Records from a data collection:
########

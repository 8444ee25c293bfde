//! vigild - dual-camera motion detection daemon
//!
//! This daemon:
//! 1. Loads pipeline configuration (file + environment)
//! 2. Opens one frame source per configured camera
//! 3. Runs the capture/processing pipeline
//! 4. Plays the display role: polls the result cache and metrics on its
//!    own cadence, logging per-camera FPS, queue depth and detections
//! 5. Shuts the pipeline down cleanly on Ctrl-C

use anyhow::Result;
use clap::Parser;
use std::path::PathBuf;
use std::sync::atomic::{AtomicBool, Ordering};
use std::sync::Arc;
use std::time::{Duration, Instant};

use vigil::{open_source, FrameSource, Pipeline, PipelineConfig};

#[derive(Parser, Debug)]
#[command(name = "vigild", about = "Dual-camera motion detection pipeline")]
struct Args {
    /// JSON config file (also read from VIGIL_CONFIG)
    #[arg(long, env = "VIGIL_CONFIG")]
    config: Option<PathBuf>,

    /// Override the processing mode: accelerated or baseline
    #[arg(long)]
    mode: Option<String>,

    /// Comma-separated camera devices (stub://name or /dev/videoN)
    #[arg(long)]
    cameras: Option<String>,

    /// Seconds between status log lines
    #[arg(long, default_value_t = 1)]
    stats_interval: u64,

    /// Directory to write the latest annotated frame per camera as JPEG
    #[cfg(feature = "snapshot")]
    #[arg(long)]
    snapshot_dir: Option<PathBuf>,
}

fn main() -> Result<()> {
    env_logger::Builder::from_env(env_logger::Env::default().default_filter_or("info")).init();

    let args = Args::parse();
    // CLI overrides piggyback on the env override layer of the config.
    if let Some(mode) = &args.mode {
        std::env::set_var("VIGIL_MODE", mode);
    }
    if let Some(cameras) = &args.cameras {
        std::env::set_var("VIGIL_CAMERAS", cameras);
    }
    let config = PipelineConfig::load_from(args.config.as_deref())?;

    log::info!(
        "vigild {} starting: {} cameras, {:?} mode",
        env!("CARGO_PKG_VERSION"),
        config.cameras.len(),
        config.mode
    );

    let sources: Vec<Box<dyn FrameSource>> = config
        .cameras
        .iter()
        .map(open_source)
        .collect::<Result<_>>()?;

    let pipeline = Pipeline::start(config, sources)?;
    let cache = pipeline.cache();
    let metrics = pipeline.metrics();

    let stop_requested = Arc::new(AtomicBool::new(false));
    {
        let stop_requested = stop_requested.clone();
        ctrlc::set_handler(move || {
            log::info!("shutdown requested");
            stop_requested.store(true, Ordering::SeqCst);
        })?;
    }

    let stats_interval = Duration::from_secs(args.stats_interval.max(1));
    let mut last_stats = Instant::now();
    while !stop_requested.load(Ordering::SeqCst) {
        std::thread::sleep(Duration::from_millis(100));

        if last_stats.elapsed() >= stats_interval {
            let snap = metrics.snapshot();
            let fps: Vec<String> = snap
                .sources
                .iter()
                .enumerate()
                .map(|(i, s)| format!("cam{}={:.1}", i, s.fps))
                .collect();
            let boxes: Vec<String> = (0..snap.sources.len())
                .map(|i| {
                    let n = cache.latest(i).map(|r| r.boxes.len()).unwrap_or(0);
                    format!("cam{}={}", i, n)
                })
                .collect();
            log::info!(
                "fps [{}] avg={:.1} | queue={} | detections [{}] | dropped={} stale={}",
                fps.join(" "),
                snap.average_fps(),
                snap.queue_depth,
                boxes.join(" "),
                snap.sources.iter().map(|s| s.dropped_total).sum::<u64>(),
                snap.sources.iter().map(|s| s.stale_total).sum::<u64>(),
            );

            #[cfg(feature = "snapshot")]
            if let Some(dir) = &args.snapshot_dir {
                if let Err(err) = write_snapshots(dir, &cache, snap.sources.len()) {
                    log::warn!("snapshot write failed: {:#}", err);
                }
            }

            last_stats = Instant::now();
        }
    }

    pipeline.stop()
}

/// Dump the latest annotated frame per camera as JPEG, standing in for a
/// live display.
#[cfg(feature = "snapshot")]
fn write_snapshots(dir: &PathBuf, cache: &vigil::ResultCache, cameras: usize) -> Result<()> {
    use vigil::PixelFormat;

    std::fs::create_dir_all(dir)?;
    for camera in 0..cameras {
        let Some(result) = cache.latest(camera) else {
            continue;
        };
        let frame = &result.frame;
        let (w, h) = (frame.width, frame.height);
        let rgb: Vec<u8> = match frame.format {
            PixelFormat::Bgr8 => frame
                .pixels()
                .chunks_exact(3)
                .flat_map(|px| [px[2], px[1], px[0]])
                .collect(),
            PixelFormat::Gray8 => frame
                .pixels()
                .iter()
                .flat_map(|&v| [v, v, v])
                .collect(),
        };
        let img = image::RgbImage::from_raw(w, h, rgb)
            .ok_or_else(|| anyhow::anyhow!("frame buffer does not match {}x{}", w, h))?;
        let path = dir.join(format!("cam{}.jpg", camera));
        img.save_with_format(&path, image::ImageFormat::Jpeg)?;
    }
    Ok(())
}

########

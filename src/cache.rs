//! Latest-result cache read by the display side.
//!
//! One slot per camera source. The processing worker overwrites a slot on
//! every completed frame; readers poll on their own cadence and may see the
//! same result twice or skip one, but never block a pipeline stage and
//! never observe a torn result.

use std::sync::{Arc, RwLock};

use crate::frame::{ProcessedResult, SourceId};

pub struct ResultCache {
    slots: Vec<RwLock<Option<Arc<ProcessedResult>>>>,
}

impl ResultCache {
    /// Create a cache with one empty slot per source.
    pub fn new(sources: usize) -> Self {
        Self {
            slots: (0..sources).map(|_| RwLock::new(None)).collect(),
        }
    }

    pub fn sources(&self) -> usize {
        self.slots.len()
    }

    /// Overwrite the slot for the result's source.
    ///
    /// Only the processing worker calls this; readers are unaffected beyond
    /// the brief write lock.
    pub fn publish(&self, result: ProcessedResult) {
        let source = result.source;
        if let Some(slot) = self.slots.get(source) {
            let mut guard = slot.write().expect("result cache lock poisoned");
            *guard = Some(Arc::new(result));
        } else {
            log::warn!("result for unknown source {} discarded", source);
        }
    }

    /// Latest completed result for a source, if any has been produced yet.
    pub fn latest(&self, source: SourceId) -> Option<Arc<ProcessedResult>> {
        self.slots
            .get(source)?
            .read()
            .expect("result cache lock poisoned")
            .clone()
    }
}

########

**Your task**: Find the lines in the data that include "never", then copy each of them.

**Task solution**:
//! same result twice or skip one, but never block a pipeline stage and
//! never observe a torn result.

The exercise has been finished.